While looking for a catching opening to this blog on education, I came across an aphorism by the American science-fiction writer Robert Heinlein: “Never attempt to teach a pig to sing; it wastes your time and annoys the pig”. Although very funny, luckily it does not reflect my experience in teaching structural science. Another quote by the same author sums it up much better: ‘‘When one teaches, two learn’’. Indeed, finding an effective way to make a topic understandable to my students has always led me to better grasp its ins and outs, and to discover new, interesting aspects.
In the past twenty years at the University of Parma, I have been teaching general chemistry to first-year engineering students. Crystallography only came into the picture later, in the form of short seminars to PhD students, or of tips and advice to junior researchers. This is obviously very interesting and stimulating – a kind of “lore-passed-on-through-generations” feeling, so to speak. You are transmitting not only what you have read in books, but also what you have learnt on the field.
This is probably why I decided to be involved in education in crystallography in a more structured way; one first step in this direction was serving as a member of the teaching commission of the Italian Crystallographic Association. In this role, while helping to organize several international schools, I had the opportunity to meet first-rate crystallographers and extremely dedicated teachers, and to enjoy lectures and hands-on sessions alongside the students. A particularly engaging event was the 2019 edition of the international AIC school entitled “Crystallographic Information Fiesta” under the scientific direction of Serena C. Tarantino, (University of Pavia), Brian McMahon (IUCr) and Michele Zema (IUCr and University of Pavia).
The aim of the school was to teach the importance of raw data in extracting reliable information and how to disseminate results in a complete and verifiable manner. In summary: how to apply critical judgement to crystallographic data, a particularly important approach in times when crystallographic structure determination can be carried out in a matter of days – or even hours! – through the help of highly automated programs. In spite of the topic being quite unconventional, it was met with enthusiasm by both the students and the teachers involved. One interesting and new outcome of the school was that the activities of the tutorials resulted in the publication of two papers co-authored by all tutors and students attending each session.
CSD entry POWVEF a zinc structure published in one of the articles co-authored by attendees at the Crystallographic Information Fiesta
The school was also an occasion to underline the importance of databases such as the Cambridge Structural Database, Protein Data Bank, International Centre for Diffraction Data, Inorganic Crystal Structure Database and Crystallography Open Database. Personally, being a “small molecule” crystallographer with a weakness for supramolecular chemistry and crystal engineering, I am especially indebted to CCDC for both my research and teaching activities. Through seminars, workshops, schools and conferences, programs and tutorials, I have always discovered some new features or tricks I had previously been unaware of.
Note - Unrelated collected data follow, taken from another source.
//! Virtual key codes and the three-layer key table.

pub type KeyCode = u8;

pub const KEY_COUNT: usize = 256;

/// Codes below this value are modifiers and system keys; they re-arm on every strike.
pub const REPEATABLE_BELOW: KeyCode = 32;

pub const BACKSPACE: KeyCode = 0x08;
pub const TAB: KeyCode = 0x09;
pub const ENTER: KeyCode = 0x0D;
pub const SHIFT: KeyCode = 0x10;
pub const CONTROL: KeyCode = 0x11;
pub const ALT: KeyCode = 0x12;
pub const ESCAPE: KeyCode = 0x1B;
pub const SPACE: KeyCode = 0x20;
pub const PAGE_UP: KeyCode = 0x21;
pub const PAGE_DOWN: KeyCode = 0x22;
pub const END: KeyCode = 0x23;
pub const HOME: KeyCode = 0x24;
pub const LEFT: KeyCode = 0x25;
pub const UP: KeyCode = 0x26;
pub const RIGHT: KeyCode = 0x27;
pub const DOWN: KeyCode = 0x28;
pub const INSERT: KeyCode = 0x2D;
pub const DELETE: KeyCode = 0x2E;
pub const F1: KeyCode = 0x70;
pub const F12: KeyCode = 0x7B;

/// Key code for `F<n>` (1..=12).
pub fn function_key(n: u8) -> Option<KeyCode> {
    (1..=12).contains(&n).then(|| F1 + n - 1)
}

/// Edge-triggered key state for one sample.
///
/// `down` holds the keys that are currently held, `pressed` the rising edges
/// recorded by this sample and `released` the falling edges.
#[derive(Clone, PartialEq, Eq)]
pub struct KeyState {
    pub down: [bool; KEY_COUNT],
    pub pressed: [bool; KEY_COUNT],
    pub released: [bool; KEY_COUNT],
}

impl Default for KeyState {
    fn default() -> Self {
        Self::new()
    }
}

impl std::fmt::Debug for KeyState {
    fn fmt(&self, f: &mut std::fmt::Formatter<'_>) -> std::fmt::Result {
        let collect = |layer: &[bool; KEY_COUNT]| -> Vec<usize> {
            layer
                .iter()
                .enumerate()
                .filter_map(|(code, set)| set.then_some(code))
                .collect()
        };
        f.debug_struct("KeyState")
            .field("down", &collect(&self.down))
            .field("pressed", &collect(&self.pressed))
            .field("released", &collect(&self.released))
            .finish()
    }
}

impl KeyState {
    pub const fn new() -> Self {
        Self {
            down: [false; KEY_COUNT],
            pressed: [false; KEY_COUNT],
            released: [false; KEY_COUNT],
        }
    }

    pub fn is_down(&self, code: KeyCode) -> bool {
        self.down[code as usize]
    }

    pub fn is_pressed(&self, code: KeyCode) -> bool {
        self.pressed[code as usize]
    }

    pub fn is_released(&self, code: KeyCode) -> bool {
        self.released[code as usize]
    }

    pub fn escape(&self) -> bool {
        self.is_pressed(ESCAPE)
    }

    pub fn enter(&self) -> bool {
        self.is_pressed(ENTER)
    }

    pub fn space(&self) -> bool {
        self.is_pressed(SPACE)
    }

    pub fn shift(&self) -> bool {
        self.is_down(SHIFT)
    }

    // With `repeat`, a held arrow counts on every sample.
    fn arrow(&self, code: KeyCode, repeat: bool) -> bool {
        self.is_pressed(code) || (repeat && self.is_down(code))
    }

    pub fn arrow_up(&self, repeat: bool) -> bool {
        self.arrow(UP, repeat)
    }

    pub fn arrow_down(&self, repeat: bool) -> bool {
        self.arrow(DOWN, repeat)
    }

    pub fn arrow_left(&self, repeat: bool) -> bool {
        self.arrow(LEFT, repeat)
    }

    pub fn arrow_right(&self, repeat: bool) -> bool {
        self.arrow(RIGHT, repeat)
    }

    /// Forget every layer, e.g. after the window comes back from the tray.
    pub fn clear(&mut self) {
        *self = Self::new();
    }
}

/// Raw per-key booleans reported by a key source for one sample.
///
/// `held` is the level state (the key is physically down right now) and
/// `struck` marks keys that received a press event since the previous
/// snapshot, including OS auto-repeat.
#[derive(Clone)]
pub struct RawKeySnapshot {
    pub held: [bool; KEY_COUNT],
    pub struck: [bool; KEY_COUNT],
}

impl Default for RawKeySnapshot {
    fn default() -> Self {
        Self {
            held: [false; KEY_COUNT],
            struck: [false; KEY_COUNT],
        }
    }
}

impl RawKeySnapshot {
    pub fn hold(&mut self, code: KeyCode) -> &mut Self {
        self.held[code as usize] = true;
        self
    }

    pub fn strike(&mut self, code: KeyCode) -> &mut Self {
        self.struck[code as usize] = true;
        self
    }
}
In 2014, ECA launched the first European Crystallographic School in Pavia, Italy. Around that time, the idea of a support team for the Education Coordinator arose, eventually leading to the formation, in 2016, of the new General Interest Group “GIG-03, Education in Crystallography”, of which I was one of the promoters. The purpose of the General Interest Group on Education in Crystallography (as stated in its Inauguration Document) is to promote and spread crystallography through education at different level. In a nutshell, GIG-03 have offered assistance to and prepared the guidelines for the European Crystallographic Schools, have coordinated the microsymposia on education at the ECMs, and supported crystallographic educational events. One of the most successful recent examples was the organisation, together with the group of the Senior Crystallographer GIG-02, of the MS “Teaching new dogs old tricks” during the 32th ECM in Vienna. William Clegg, Anthony Linden, Ton Spek, Andrew Maloney and Gemma de la Flor delivered five sparkling lectures in a packed room amidst the appreciative nods of crystallographers of all ages, vigorously taking notes.
The future field of action is wide open: from writing teaching pamphlets, to the support of continual professional development for teachers, from being more active on Wikipedia and on social media, to starting an “ask a crystallographer” column on the group website. I hope many more ideas and projects will result from the active cooperation of the crystallographic community. Any contribution is important to spread crystallographic knowledge. To end with another – slightly modified – quote: “ask not what crystallography can do for you, ask what you can do for crystallography”.
A very rewarding teaching /outreach activity – the exhibition “CRISTALLI!”organised for the International Year of Crystallography 2014 in Parma, Italy.